Esse alargamento historiográfico permitiu que outros historiadores repensassem o processo histórico, tanto no Brasil quanto em outras partes do mundo. O historiador aprendeu a observar diferentes ritmos do tempo: os acontecimentos, as conjunturas e as estruturas de longa duração. Entretanto, como todos os seres humanos, estamos fadados à finitude material. Por isso, há algo de particularmente melancólico na partida daqueles que dedicaram uma vida inteira ao conhecimento.

Findado o primeiro semestre, os historiadores perderam diversos grandes mestres. Fernando Novais, Carlos Guilherme Mota e Edgar Morin são alguns dos notáveis nomes que nos deixaram neste ano. Ainda em junho, Carlo Ginzburg faleceu aos 87 anos em Bolonha.

Nascido em Turim, em 15 de abril de 1939, Carlo era filho do intelectual antifascista Leone Ginzburg e da consagrada escritora Natalia Ginzburg. Ao longo de sua carreira, tornou-se um dos historiadores mais influentes de sua geração, autor de obras como Os andarilhos do bem, O queijo e os vermes, História noturna: decifrando o sabá, Fios e rastros, Mitos, emblemas, sinais, entre diversas outras.

Ele deslocou o foco da história dos grandes acontecimentos para personagens comuns, até então anônimos, como o moleiro Menocchio, que em pleno século XVI desenvolveu uma impressionante cosmogonia segundo a qual tudo “era um caos, isto é, terra, ar, fogo e água juntos; e de todo aquele volume se formou uma massa, do mesmo modo como o queijo é feito do leite, e do qual surgem os vermes, e esses foram os anjos”.

Ao lado de historiadores como Giovanni Levi, Ginzburg tornou-se um dos principais nomes da micro-história italiana, abordagem caracterizada pela redução da escala de observação para revelar, por meio de indivíduos e pequenas comunidades, dimensões mais amplas das sociedades do passado.
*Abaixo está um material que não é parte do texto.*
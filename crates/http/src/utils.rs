//! Internal helper macros.

/// Early-return with an error when a condition does not hold.
///
/// Like `assert!`, but produces an `Err` instead of panicking, which keeps
/// validation checks in the codecs on one line.
macro_rules! ensure {
    ($predicate:expr, $error:expr) => {
        if !$predicate {
            return Err($error);
        }
    };
}

pub(crate) use ensure;
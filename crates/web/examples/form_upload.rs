//! Form handling: URL-encoded fields and multipart file uploads.
//!
//! ```text
//! cargo run --example form_upload
//! curl -d 'username=gu&password=123' http://127.0.0.1:3000/login
//! curl -F 'username=gu' -F 'file1=@1.txt' http://127.0.0.1:3000/upload
//! ```

use origin_http::form::Form as ParsedForm;
use origin_web::extract::Form;
use origin_web::router::{post, Router};
use origin_web::{handler_fn, Server};

async fn login(Form(form): Form) -> String {
    match (form.value("username"), form.value("password")) {
        (Some(username), Some(_)) => format!("welcome, {username}\n"),
        _ => "missing credentials\n".to_string(),
    }
}

async fn upload(Form(form): Form) -> String {
    let mut lines = Vec::new();
    if let Some(username) = form.value("username") {
        lines.push(format!("username: {username}"));
    }
    if let ParsedForm::Multipart(multipart) = &form {
        for (name, file) in &multipart.file {
            lines.push(format!("{name}: {} ({} bytes)", file.file_name(), file.size()));
        }
    }
    lines.push(String::new());
    lines.join("\n")
}

#[tokio::main]
async fn main() {
    let router = Router::builder()
        .route("/login", post(handler_fn(login)))
        .route("/upload", post(handler_fn(upload)))
        .build();

    Server::builder()
        .router(router)
        .bind("127.0.0.1:3000")
        .build()
        .unwrap()
        .start()
        .await;
}
//! Unified decoder over the supported body framings.

use bytes::BytesMut;
use tokio_util::codec::Decoder;

use crate::codec::body::chunked_decoder::ChunkedDecoder;
use crate::codec::body::length_decoder::LengthDecoder;
use crate::protocol::{ParseError, PayloadItem, PayloadSize};

/// Decodes a message body with the strategy selected from the headers:
/// fixed length or chunked. Requests without a body never install a payload
/// decoder at all (see [`crate::codec::RequestDecoder`]), so this union has
/// no empty variant on the decode path.
#[derive(Debug, Clone, PartialEq, Eq)]
pub struct PayloadDecoder {
    kind: Kind,
}

#[derive(Debug, Clone, PartialEq, Eq)]
enum Kind {
    Length(LengthDecoder),
    Chunked(ChunkedDecoder),
}

impl PayloadDecoder {
    pub fn chunked() -> Self {
        Self { kind: Kind::Chunked(ChunkedDecoder::new()) }
    }

    pub fn fixed_length(size: u64) -> Self {
        Self { kind: Kind::Length(LengthDecoder::new(size)) }
    }

    pub fn is_chunked(&self) -> bool {
        matches!(self.kind, Kind::Chunked(_))
    }
}

impl From<PayloadSize> for PayloadDecoder {
    /// Panics on [`PayloadSize::Empty`]: empty payloads are handled before a
    /// decoder is ever constructed.
    fn from(size: PayloadSize) -> Self {
        match size {
            PayloadSize::Length(n) => PayloadDecoder::fixed_length(n),
            PayloadSize::Chunked => PayloadDecoder::chunked(),
            PayloadSize::Empty => unreachable!("no payload decoder for an empty body"),
        }
    }
}

impl Decoder for PayloadDecoder {
    type Item = PayloadItem;
    type Error = ParseError;

    fn decode(&mut self, src: &mut BytesMut) -> Result<Option<Self::Item>, Self::Error> {
        match &mut self.kind {
            Kind::Length(decoder) => decoder.decode(src),
            Kind::Chunked(decoder) => decoder.decode(src),
        }
    }
}
//! A wire-level HTTP/1.1 origin server engine.
//!
//! The crate is organized as a per-connection pipeline:
//!
//! - [`codec`]: streaming decoders and encoders over [`bytes::BytesMut`],
//!   built on [`tokio_util::codec`]. Request line and header block are parsed
//!   with `httparse`; bodies are decoded by a fixed-length or chunked payload
//!   decoder selected from the headers.
//! - [`protocol`]: the message types exchanged between codec and connection,
//!   the request body handle given to handlers, and the error hierarchy.
//! - [`connection`]: the keep-alive loop tying a framed reader and writer
//!   together: it runs the handler concurrently with a body pump, drains
//!   unread body bytes so the stream stays at a message boundary, and decides
//!   `Content-Length` versus chunked framing for the response.
//! - [`multipart`] and [`form`]: streaming `multipart/form-data` reading with
//!   a fixed peek window, and form parsing with bounded in-memory buffering
//!   that spills large file parts to temp files.
//! - [`handler`]: the trait a host application implements to serve requests.

pub mod codec;
pub mod connection;
pub mod form;
pub mod handler;
pub mod multipart;
pub mod protocol;

mod utils;
pub(crate) use utils::ensure;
Entre seus escritos metodológicos mais influentes encontra-se Sinais: Raízes de um paradigma indiciário, publicado no final da década de 1970. No texto, o autor formulou uma questão fundamental: como produzir conhecimento sobre uma realidade que não podemos observar diretamente? Sua resposta estava nos indícios: vestígios aparentemente secundários, detalhes negligenciados, marcas, rastros ou sinais que permitem ao pesquisador reconstruir uma realidade mais ampla. Misturando arte, literatura, história e psicanálise, chegou à conclusão de que aquilo que parece marginal pode revelar uma realidade muito mais profunda.

Talvez o tempo seja mesmo diferente para os historiadores. Se a finitude da vida nos obriga a assistir à partida de grandes mestres, o conhecimento produzido por eles parece resistir ao próprio tempo. Permanecem os livros, as ideias, os métodos e, sobretudo, as perguntas deixadas às novas gerações de pesquisadores. Carlo Ginzburg foi um desses mestres. Ao voltar seus olhos para personagens aparentemente anônimos e para os pequenos vestígios deixados pelo passado, mostrou que a História não pertence somente aos reis, generais ou grandes acontecimentos. Ela também pode estar escondida nas palavras de um moleiro do século XVI, em um documento esquecido ou em um detalhe que, à primeira vista, parece insignificante. Os historiadores, afinal, também estão submetidos ao tempo. Contudo, alguns conseguem deixar sinais capazes de atravessar gerações.